---------- Given records ----------

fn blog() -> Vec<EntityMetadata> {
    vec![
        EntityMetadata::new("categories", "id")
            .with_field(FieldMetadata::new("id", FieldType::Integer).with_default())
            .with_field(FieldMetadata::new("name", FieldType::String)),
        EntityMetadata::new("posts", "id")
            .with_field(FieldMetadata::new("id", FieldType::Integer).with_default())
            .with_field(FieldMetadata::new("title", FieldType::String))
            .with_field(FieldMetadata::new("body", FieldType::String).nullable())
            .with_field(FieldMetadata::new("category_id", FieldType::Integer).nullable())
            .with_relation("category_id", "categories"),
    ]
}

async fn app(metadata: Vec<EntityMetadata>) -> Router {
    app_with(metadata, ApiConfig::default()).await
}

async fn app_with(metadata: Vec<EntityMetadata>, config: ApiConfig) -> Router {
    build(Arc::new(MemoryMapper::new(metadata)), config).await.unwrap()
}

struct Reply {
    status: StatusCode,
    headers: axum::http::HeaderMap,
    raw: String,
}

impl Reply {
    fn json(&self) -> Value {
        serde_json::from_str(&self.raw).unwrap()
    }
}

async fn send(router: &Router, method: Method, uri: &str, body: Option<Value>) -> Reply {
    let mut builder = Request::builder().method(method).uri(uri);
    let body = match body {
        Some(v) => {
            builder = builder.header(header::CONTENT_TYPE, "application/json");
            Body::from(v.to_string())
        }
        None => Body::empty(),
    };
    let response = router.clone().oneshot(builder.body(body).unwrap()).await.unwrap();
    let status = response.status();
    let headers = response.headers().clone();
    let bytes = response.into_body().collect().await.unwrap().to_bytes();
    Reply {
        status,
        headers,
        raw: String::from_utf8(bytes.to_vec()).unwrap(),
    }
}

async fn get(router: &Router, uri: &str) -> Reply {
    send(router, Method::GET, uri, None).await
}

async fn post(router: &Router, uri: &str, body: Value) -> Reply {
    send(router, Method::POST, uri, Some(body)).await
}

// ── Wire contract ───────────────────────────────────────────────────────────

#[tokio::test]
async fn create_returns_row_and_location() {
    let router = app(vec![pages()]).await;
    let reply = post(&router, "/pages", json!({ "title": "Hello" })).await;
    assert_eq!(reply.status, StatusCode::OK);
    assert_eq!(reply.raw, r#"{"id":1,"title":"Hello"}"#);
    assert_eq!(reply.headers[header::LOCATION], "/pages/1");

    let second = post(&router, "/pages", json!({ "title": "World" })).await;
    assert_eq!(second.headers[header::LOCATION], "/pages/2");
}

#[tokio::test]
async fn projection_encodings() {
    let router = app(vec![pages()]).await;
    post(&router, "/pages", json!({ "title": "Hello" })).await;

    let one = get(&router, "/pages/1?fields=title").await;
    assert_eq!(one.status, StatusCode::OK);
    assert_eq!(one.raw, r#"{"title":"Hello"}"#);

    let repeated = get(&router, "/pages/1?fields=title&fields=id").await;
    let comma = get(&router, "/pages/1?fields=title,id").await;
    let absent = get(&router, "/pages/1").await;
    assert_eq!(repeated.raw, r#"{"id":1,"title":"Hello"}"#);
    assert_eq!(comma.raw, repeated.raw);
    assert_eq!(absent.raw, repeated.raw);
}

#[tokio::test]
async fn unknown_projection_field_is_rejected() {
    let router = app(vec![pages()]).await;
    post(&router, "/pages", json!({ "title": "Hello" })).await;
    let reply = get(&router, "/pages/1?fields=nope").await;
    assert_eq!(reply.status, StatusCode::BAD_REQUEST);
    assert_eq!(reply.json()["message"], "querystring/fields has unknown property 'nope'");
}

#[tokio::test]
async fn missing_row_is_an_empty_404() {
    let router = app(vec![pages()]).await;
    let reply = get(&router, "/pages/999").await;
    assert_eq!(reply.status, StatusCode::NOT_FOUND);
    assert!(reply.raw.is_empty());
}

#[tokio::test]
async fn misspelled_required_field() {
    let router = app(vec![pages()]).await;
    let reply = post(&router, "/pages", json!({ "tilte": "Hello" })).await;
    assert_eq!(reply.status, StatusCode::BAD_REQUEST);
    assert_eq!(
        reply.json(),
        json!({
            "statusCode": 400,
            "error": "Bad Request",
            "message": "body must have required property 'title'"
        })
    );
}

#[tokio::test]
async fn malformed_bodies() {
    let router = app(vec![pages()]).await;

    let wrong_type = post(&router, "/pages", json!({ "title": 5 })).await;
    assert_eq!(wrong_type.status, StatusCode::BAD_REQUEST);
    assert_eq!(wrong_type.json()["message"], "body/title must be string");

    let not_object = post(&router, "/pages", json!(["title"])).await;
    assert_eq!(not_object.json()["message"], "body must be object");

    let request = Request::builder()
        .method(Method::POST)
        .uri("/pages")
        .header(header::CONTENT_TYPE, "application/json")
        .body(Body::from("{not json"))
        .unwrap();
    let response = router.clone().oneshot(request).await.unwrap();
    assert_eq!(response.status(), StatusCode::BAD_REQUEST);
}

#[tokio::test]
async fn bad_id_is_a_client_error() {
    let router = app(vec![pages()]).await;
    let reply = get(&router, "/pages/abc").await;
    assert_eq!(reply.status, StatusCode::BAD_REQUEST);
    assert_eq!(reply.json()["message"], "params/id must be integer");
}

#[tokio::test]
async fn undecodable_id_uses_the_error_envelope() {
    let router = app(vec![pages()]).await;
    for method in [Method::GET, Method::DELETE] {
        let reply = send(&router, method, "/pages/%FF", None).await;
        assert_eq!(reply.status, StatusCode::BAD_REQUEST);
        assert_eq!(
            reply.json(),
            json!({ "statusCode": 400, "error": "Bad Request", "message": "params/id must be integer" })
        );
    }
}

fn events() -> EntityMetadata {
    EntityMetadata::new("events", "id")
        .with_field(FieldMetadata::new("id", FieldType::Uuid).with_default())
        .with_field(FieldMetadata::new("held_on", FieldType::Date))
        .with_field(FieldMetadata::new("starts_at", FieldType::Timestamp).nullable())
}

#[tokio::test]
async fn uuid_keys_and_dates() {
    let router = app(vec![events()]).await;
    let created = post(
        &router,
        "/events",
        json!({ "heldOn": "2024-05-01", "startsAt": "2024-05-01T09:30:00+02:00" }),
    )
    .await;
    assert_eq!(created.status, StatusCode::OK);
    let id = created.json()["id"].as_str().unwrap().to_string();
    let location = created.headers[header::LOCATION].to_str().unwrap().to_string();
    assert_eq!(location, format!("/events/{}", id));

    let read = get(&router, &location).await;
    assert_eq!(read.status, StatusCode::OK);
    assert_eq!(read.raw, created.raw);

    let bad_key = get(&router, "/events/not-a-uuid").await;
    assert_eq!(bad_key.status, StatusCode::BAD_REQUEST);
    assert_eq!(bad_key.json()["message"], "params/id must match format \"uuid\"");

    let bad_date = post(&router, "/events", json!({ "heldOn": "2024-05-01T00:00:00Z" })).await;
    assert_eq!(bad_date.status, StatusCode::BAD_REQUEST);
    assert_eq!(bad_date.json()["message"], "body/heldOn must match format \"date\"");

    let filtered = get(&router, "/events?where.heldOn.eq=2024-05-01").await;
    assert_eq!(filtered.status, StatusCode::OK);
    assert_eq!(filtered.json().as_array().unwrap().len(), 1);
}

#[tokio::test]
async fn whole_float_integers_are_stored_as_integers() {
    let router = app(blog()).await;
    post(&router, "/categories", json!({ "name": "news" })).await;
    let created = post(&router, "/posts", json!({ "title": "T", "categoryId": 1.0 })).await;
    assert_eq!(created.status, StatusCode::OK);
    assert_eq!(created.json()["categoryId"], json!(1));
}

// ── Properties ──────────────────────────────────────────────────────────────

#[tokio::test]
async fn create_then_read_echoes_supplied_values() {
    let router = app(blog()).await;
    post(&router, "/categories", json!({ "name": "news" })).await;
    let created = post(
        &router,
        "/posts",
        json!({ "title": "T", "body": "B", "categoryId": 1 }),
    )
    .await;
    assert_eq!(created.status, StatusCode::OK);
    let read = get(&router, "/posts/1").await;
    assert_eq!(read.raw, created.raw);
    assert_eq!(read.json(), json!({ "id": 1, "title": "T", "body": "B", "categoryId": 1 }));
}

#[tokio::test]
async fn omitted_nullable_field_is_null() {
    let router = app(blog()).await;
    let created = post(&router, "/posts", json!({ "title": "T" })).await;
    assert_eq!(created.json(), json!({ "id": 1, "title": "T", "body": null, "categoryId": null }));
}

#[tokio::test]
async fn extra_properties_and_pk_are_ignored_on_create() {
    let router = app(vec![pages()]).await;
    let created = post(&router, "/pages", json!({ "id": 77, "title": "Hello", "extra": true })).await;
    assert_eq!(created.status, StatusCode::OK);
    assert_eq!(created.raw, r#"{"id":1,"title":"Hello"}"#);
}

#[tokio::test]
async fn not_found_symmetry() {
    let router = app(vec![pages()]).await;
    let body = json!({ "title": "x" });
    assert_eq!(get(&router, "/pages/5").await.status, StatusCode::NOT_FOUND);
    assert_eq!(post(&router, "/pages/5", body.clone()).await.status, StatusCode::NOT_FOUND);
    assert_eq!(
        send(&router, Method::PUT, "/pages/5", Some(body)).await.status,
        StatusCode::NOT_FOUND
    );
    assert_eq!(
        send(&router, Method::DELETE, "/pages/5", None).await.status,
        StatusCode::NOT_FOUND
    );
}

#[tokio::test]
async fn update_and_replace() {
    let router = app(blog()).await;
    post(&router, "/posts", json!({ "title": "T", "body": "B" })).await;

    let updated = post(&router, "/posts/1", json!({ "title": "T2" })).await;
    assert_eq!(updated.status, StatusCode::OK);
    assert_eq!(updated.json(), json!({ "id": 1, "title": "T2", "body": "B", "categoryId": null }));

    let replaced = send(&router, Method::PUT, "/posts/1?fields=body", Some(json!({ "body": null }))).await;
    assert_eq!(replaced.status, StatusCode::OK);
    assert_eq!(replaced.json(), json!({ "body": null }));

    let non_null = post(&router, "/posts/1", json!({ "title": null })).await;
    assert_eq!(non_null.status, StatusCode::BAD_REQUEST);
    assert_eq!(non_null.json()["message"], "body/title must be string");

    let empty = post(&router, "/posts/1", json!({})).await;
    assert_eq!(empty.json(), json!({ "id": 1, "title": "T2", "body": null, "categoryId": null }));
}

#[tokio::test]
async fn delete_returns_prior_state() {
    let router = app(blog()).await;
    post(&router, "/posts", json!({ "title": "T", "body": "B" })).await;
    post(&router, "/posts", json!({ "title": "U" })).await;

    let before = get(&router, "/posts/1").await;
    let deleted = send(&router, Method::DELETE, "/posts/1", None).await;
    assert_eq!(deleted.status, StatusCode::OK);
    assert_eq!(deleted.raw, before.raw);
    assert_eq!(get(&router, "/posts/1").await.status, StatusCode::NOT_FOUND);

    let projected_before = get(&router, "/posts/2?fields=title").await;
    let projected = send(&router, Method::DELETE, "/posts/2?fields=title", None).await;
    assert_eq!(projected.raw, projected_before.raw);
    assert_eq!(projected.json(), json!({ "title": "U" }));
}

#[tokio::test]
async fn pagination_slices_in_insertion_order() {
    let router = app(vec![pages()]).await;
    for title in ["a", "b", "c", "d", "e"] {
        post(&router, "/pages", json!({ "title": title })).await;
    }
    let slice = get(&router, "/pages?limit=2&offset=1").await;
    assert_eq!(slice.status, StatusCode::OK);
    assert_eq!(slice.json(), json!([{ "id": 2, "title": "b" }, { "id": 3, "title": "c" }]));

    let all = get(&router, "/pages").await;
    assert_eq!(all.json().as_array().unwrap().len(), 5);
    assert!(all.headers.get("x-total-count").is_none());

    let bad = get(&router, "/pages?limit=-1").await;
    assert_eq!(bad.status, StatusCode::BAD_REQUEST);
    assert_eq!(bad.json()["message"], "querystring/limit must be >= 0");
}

----------

Filtering the entries above by the word "absent", copy each line that matches.

    let absent = get(&router, "/pages/1").await;
    assert_eq!(absent.raw, repeated.raw);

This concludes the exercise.